Akolopez
Akolopez

Reputation: 434

Java regex to match integer

I know that java short-circuits its boolean evaluations. So if (false && true) wouldn't reach the true condition since java already knows the first is false.

I'm having a problem though. I have to check if the input is a positive integer and is lesser than another integer.

The condition looks like this:

    if (inputIsPositiveInteger(input) && inputIsLessThanSomeNumber(input,someNumber)) {
      doSomething();
    }

    boolean inputIsPositiveInteger(String input) {
      String regex = "[0-9]*";
      return input.matches(regex);
    }

    boolean inputIsLessThanSomeNumber(String input, String someNumber) {
      return (Integer.parseInt(input) < Integer.parseInt(someNumber));
    }

This throws a NumberFormatException if my input isn't an integer since I'm parsing the input to an Integer in the second condition. I thought if the first condition was false it would just exit the if statement.

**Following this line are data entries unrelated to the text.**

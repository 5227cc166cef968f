// SPDX-License-Identifier: MIT
// Copyright 2026 Roland Dreier <roland@rolandd.dev>

//! SQLite storage with typed operations.
//!
//! Provides high-level operations for:
//! - Users (`user_table`)
//! - Activities (`activity_table`)
//! - Raw activity rows for building datasets
//!
//! The handle is cheap to clone and is passed explicitly to whoever needs
//! storage. Each operation takes the connection for the duration of one
//! closure on a blocking worker thread and releases it on return.

use crate::error::AppError;
use crate::models::{Activity, ActivityCreate, ActivityUpdate, Category, User, UserCreate, UserUpdate};
use rusqlite::types::{FromSql, FromSqlError, FromSqlResult, ToSqlOutput, ValueRef};
use rusqlite::{params, Connection, OptionalExtension, Row, ToSql};
use serde_json::Value;
use std::path::Path;
use std::sync::{Arc, Mutex};

const SCHEMA: &str = "
CREATE TABLE IF NOT EXISTS user_table (
    user_id INTEGER PRIMARY KEY AUTOINCREMENT,
    name    TEXT NOT NULL,
    email   TEXT NOT NULL
);

CREATE TABLE IF NOT EXISTS activity_table (
    id               INTEGER PRIMARY KEY AUTOINCREMENT,
    user_id          INTEGER NOT NULL REFERENCES user_table(user_id) ON DELETE CASCADE,
    date             TEXT NOT NULL,
    time_of_day      TEXT NOT NULL,
    category         TEXT NOT NULL CHECK (category IN ('run', 'ride')),
    subtype          TEXT NOT NULL,
    duration         TEXT NOT NULL,
    distance_km      REAL NOT NULL,
    perceived_effort INTEGER NOT NULL,
    elevation_m      INTEGER
);

CREATE INDEX IF NOT EXISTS idx_activity_user_date ON activity_table (user_id, date);
";

const ACTIVITY_COLUMNS: &str = "id, user_id, date, time_of_day, category, subtype, duration, \
                                distance_km, perceived_effort, elevation_m";

/// Positional rows plus the column names they line up with.
#[derive(Debug, Clone, Default, PartialEq)]
pub struct QueryRows {
    pub columns: Vec<String>,
    pub rows: Vec<Vec<Value>>,
}

/// SQLite database handle.
#[derive(Clone)]
pub struct SqliteDb {
    conn: Arc<Mutex<Connection>>,
}

fn db_err(e: rusqlite::Error) -> AppError {
    AppError::Database(e.to_string())
}

impl SqliteDb {
    /// Open (or create) a database file and make sure the tables exist.
    pub fn open<P: AsRef<Path>>(path: P) -> Result<Self, AppError> {
        let path = path.as_ref();
        let conn = Connection::open(path).map_err(|e| {
            AppError::Database(format!("Failed to open {}: {}", path.display(), e))
        })?;
        let db = Self::from_connection(conn)?;
        tracing::info!(path = %path.display(), "Opened SQLite database");
        Ok(db)
    }

    /// Open a private in-memory database (tests, throwaway runs).
    pub fn open_in_memory() -> Result<Self, AppError> {
        let conn = Connection::open_in_memory().map_err(db_err)?;
        Self::from_connection(conn)
    }

    fn from_connection(conn: Connection) -> Result<Self, AppError> {
        conn.pragma_update(None, "foreign_keys", "ON")
            .map_err(db_err)?;
        conn.execute_batch(SCHEMA).map_err(db_err)?;
        Ok(Self {
            conn: Arc::new(Mutex::new(conn)),
        })
    }

    /// Run `task` with exclusive use of the connection.
    async fn execute<F, T>(&self, task: F) -> Result<T, AppError>
    where
        F: FnOnce(&mut Connection) -> Result<T, AppError> + Send + 'static,
        T: Send + 'static,
    {
        let conn = Arc::clone(&self.conn);
        tokio::task::spawn_blocking(move || {
            let mut guard = conn.lock().unwrap_or_else(|poisoned| poisoned.into_inner());
            task(&mut guard)
        })
        .await
        .map_err(|e| AppError::Internal(anyhow::anyhow!("Database task failed: {}", e)))?
    }

    // ─── User Operations ─────────────────────────────────────────

    /// Create a user and return it with its assigned id.
    pub async fn create_user(&self, user: UserCreate) -> Result<User, AppError> {
        self.execute(move |conn| {
            conn.execute(
                "INSERT INTO user_table (name, email) VALUES (?1, ?2)",
                params![user.name, user.email],
            )
            .map_err(db_err)?;
            let user_id = conn.last_insert_rowid();
            tracing::info!(user_id, "Created user");
            Ok(User {
                user_id,
                name: user.name,
                email: user.email,
            })
        })
        .await
    }

    /// List users ordered by id.
    pub async fn list_users(&self, offset: u32, limit: u32) -> Result<Vec<User>, AppError> {
        self.execute(move |conn| {
            let mut stmt = conn
                .prepare(
                    "SELECT user_id, name, email FROM user_table
                     ORDER BY user_id LIMIT ?1 OFFSET ?2",
                )
                .map_err(db_err)?;
            let users = stmt
                .query_map(params![limit, offset], row_to_user)
                .map_err(db_err)?
                .collect::<rusqlite::Result<Vec<_>>>()
                .map_err(db_err)?;
            Ok(users)
        })
        .await
    }

    pub async fn get_user(&self, user_id: i64) -> Result<Option<User>, AppError> {
        self.execute(move |conn| fetch_user(conn, user_id)).await
    }

    /// Apply a partial update. Returns `None` if the user does not exist.
    pub async fn update_user(
        &self,
        user_id: i64,
        update: UserUpdate,
    ) -> Result<Option<User>, AppError> {
        self.execute(move |conn| {
            let tx = conn.transaction().map_err(db_err)?;
            let Some(mut user) = fetch_user(&tx, user_id)? else {
                return Ok(None);
            };
            update.apply_to(&mut user);
            tx.execute(
                "UPDATE user_table SET name = ?1, email = ?2 WHERE user_id = ?3",
                params![user.name, user.email, user_id],
            )
            .map_err(db_err)?;
            tx.commit().map_err(db_err)?;
            Ok(Some(user))
        })
        .await
    }

    /// Delete a user and, through the foreign key, their activities.
    /// Returns `false` if there was no such user.
    pub async fn delete_user(&self, user_id: i64) -> Result<bool, AppError> {
        self.execute(move |conn| {
            let deleted = conn
                .execute("DELETE FROM user_table WHERE user_id = ?1", params![user_id])
                .map_err(db_err)?;
            if deleted > 0 {
                tracing::info!(user_id, "Deleted user");
            }
            Ok(deleted > 0)
        })
        .await
    }

    // ─── Activity Operations ─────────────────────────────────────

    /// Store a validated activity and return it with its assigned id.
    pub async fn create_activity(&self, activity: ActivityCreate) -> Result<Activity, AppError> {
        self.execute(move |conn| {
            ensure_user_exists(conn, activity.user_id)?;
            conn.execute(
                "INSERT INTO activity_table
                     (user_id, date, time_of_day, category, subtype, duration,
                      distance_km, perceived_effort, elevation_m)
                 VALUES (?1, ?2, ?3, ?4, ?5, ?6, ?7, ?8, ?9)",
                params![
                    activity.user_id,
                    activity.date,
                    activity.time_of_day,
                    activity.category,
                    activity.subtype,
                    activity.duration,
                    activity.distance_km,
                    activity.perceived_effort,
                    activity.elevation_m,
                ],
            )
            .map_err(db_err)?;
            let id = conn.last_insert_rowid();
            tracing::info!(id, user_id = activity.user_id, "Created activity");
            Ok(activity.into_activity(id))
        })
        .await
    }

    /// List activities ordered by id.
    pub async fn list_activities(&self, offset: u32, limit: u32) -> Result<Vec<Activity>, AppError> {
        self.execute(move |conn| {
            let mut stmt = conn
                .prepare(&format!(
                    "SELECT {ACTIVITY_COLUMNS} FROM activity_table ORDER BY id LIMIT ?1 OFFSET ?2"
                ))
                .map_err(db_err)?;
            let activities = stmt
                .query_map(params![limit, offset], row_to_activity)
                .map_err(db_err)?
                .collect::<rusqlite::Result<Vec<_>>>()
                .map_err(db_err)?;
            Ok(activities)
        })
        .await
    }

    pub async fn get_activity(&self, id: i64) -> Result<Option<Activity>, AppError> {
        self.execute(move |conn| fetch_activity(conn, id)).await
    }

    /// Apply a validated partial update. Returns `None` if the activity does
    /// not exist.
    pub async fn update_activity(
        &self,
        id: i64,
        update: ActivityUpdate,
    ) -> Result<Option<Activity>, AppError> {
        self.execute(move |conn| {
            let tx = conn.transaction().map_err(db_err)?;
            let Some(mut activity) = fetch_activity(&tx, id)? else {
                return Ok(None);
            };
            if let Some(user_id) = update.user_id {
                ensure_user_exists(&tx, user_id)?;
            }
            update.apply_to(&mut activity);
            tx.execute(
                "UPDATE activity_table
                 SET user_id = ?1, date = ?2, time_of_day = ?3, category = ?4, subtype = ?5,
                     duration = ?6, distance_km = ?7, perceived_effort = ?8, elevation_m = ?9
                 WHERE id = ?10",
                params![
                    activity.user_id,
                    activity.date,
                    activity.time_of_day,
                    activity.category,
                    activity.subtype,
                    activity.duration,
                    activity.distance_km,
                    activity.perceived_effort,
                    activity.elevation_m,
                    id,
                ],
            )
            .map_err(db_err)?;
            tx.commit().map_err(db_err)?;
            Ok(Some(activity))
        })
        .await
    }

    /// Returns `false` if there was no such activity.
    pub async fn delete_activity(&self, id: i64) -> Result<bool, AppError> {
        self.execute(move |conn| {
            let deleted = conn
                .execute("DELETE FROM activity_table WHERE id = ?1", params![id])
                .map_err(db_err)?;
            Ok(deleted > 0)
        })
        .await
    }

    // ─── Dataset Queries ─────────────────────────────────────────

    /// Raw activity rows for one user with `start < date < end`, ordered by
    /// date then id. Bounds are `YYYY/MM/DD` text, which sorts correctly.
    pub async fn select_activity_rows(
        &self,
        user_id: i64,
        start: &str,
        end: &str,
    ) -> Result<QueryRows, AppError> {
        let start = start.to_string();
        let end = end.to_string();
        self.execute(move |conn| {
            let mut stmt = conn
                .prepare(&format!(
                    "SELECT {ACTIVITY_COLUMNS} FROM activity_table
                     WHERE user_id = ?1 AND date > ?2 AND date < ?3
                     ORDER BY date, id"
                ))
                .map_err(db_err)?;
            let columns: Vec<String> = stmt.column_names().into_iter().map(String::from).collect();
            let width = columns.len();
            let rows = stmt
                .query_map(params![user_id, start, end], |row| {
                    (0..width)
                        .map(|i| row.get_ref(i).map(json_value))
                        .collect::<rusqlite::Result<Vec<_>>>()
                })
                .map_err(db_err)?
                .collect::<rusqlite::Result<Vec<_>>>()
                .map_err(db_err)?;
            tracing::debug!(user_id, rows = rows.len(), "Selected activity rows");
            Ok(QueryRows { columns, rows })
        })
        .await
    }
}

fn fetch_user(conn: &Connection, user_id: i64) -> Result<Option<User>, AppError> {
    conn.query_row(
        "SELECT user_id, name, email FROM user_table WHERE user_id = ?1",
        params![user_id],
        row_to_user,
    )
    .optional()
    .map_err(db_err)
}

fn fetch_activity(conn: &Connection, id: i64) -> Result<Option<Activity>, AppError> {
    conn.query_row(
        &format!("SELECT {ACTIVITY_COLUMNS} FROM activity_table WHERE id = ?1"),
        params![id],
        row_to_activity,
    )
    .optional()
    .map_err(db_err)
}

fn ensure_user_exists(conn: &Connection, user_id: i64) -> Result<(), AppError> {
    if fetch_user(conn, user_id)?.is_none() {
        return Err(AppError::NotFound(format!("User {} not found", user_id)));
    }
    Ok(())
}

fn row_to_user(row: &Row) -> rusqlite::Result<User> {
    Ok(User {
        user_id: row.get("user_id")?,
        name: row.get("name")?,
        email: row.get("email")?,
    })
}

fn row_to_activity(row: &Row) -> rusqlite::Result<Activity> {
    Ok(Activity {
        id: row.get("id")?,
        user_id: row.get("user_id")?,
        date: row.get("date")?,
        time_of_day: row.get("time_of_day")?,
        category: row.get("category")?,
        subtype: row.get("subtype")?,
        duration: row.get("duration")?,
        distance_km: row.get("distance_km")?,
        perceived_effort: row.get("perceived_effort")?,
        elevation_m: row.get("elevation_m")?,
    })
}

fn json_value(value: ValueRef<'_>) -> Value {
    match value {
        ValueRef::Null | ValueRef::Blob(_) => Value::Null,
        ValueRef::Integer(i) => Value::from(i),
        ValueRef::Real(f) => Value::from(f),
        ValueRef::Text(t) => Value::String(String::from_utf8_lossy(t).into_owned()),
    }
}

impl ToSql for Category {
    fn to_sql(&self) -> rusqlite::Result<ToSqlOutput<'_>> {
        Ok(ToSqlOutput::from(self.as_str()))
    }
}

impl FromSql for Category {
    fn column_result(value: ValueRef<'_>) -> FromSqlResult<Self> {
        value
            .as_str()?
            .parse()
            .map_err(|e: String| FromSqlError::Other(e.into()))
    }
}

Can anyone shed light on this?

java.lang.NumberFormatException: For input string: "a"
    at java.lang.NumberFormatException.forInputString(NumberFormatException.java:65)
    at java.lang.Integer.parseInt(Integer.java:492)
    at java.lang.Integer.parseInt(Integer.java:527)
    at com.akolopez.servlets.ProductServlet.inputIsLessThanStock(ProductServlet.java:94)
    at com.akolopez.servlets.ProductServlet.validateInput(ProductServlet.java:78)
    at com.akolopez.servlets.ProductServlet.doPost(ProductServlet.java:70)
    at javax.servlet.http.HttpServlet.service(HttpServlet.java:641)
    at javax.servlet.http.HttpServlet.service(HttpServlet.java:722)
    at org.apache.catalina.core.ApplicationFilterChain.internalDoFilter(ApplicationFilterChain.java:305)
    at org.apache.catalina.core.ApplicationFilterChain.doFilter(ApplicationFilterChain.java:210)
    at org.apache.catalina.core.StandardWrapperValve.invoke(StandardWrapperValve.java:222)
    at org.apache.catalina.core.StandardContextValve.invoke(StandardContextValve.java:123)
    at org.apache.catalina.authenticator.AuthenticatorBase.invoke(AuthenticatorBase.java:472)
    at org.apache.catalina.core.StandardHostValve.invoke(StandardHostValve.java:168)
    at org.apache.catalina.valves.ErrorReportValve.invoke(ErrorReportValve.java:99)
    at org.apache.catalina.valves.AccessLogValve.invoke(AccessLogValve.java:929)
    at org.apache.catalina.core.StandardEngineValve.invoke(StandardEngineValve.java:118)
    at org.apache.catalina.connector.CoyoteAdapter.service(CoyoteAdapter.java:407)
    at org.apache.coyote.http11.AbstractHttp11Processor.process(AbstractHttp11Processor.java:1002)
    at org.apache.coyote.AbstractProtocol$AbstractConnectionHandler.process(AbstractProtocol.java:585)
    at org.apache.tomcat.util.net.JIoEndpoint$SocketProcessor.run(JIoEndpoint.java:310)
    at java.util.concurrent.ThreadPoolExecutor.runWorker(ThreadPoolExecutor.java:1145)
    at java.util.concurrent.ThreadPoolExecutor$Worker.run(ThreadPoolExecutor.java:615)
    at java.lang.Thread.run(Thread.java:744)

Edit: updated my post with the other methods. Edit2: I added a stack trace if it helps.

Upvotes: 0

Views: 10796

Answers (2)

orlandocr
orlandocr

Reputation: 323

Validate both arguments, input and someNumber:

void whatever(String input, String someNumber) {
    if (inputIsLessThanSomeNumber(input, someNumber)) {
        doSomething();
    }
}

boolean inputIsLessThanSomeNumber(String input, String someNumber) {
    if (inputIsPositiveInteger(input) && inputIsPositiveInteger(someNumber))
    {
        return (Integer.parseInt(input) < Integer.parseInt(someNumber));
    }

    return false;
}

boolean inputIsPositiveInteger(String input) {
    String regex = "[0-9]+";
    return input.matches(regex);
}

Upvotes: 2

ferzle
ferzle

Reputation: 103

If you are not certain your input is going to be in the correct format, you need to catch that exception. For instance, you could do the following:

try {
    int x = Integer.parseInt(input);
    int y = Integer.parseInt(someNumber);
    if(x>0 && x<y) {
        doSomething();
    }
} catch(NumberFormatException e) {
    // One of the inputs is not a number.
}

It also seems to make sense to do this way because you care about the inputs as integers, so convert them to integers and then do your comparisons.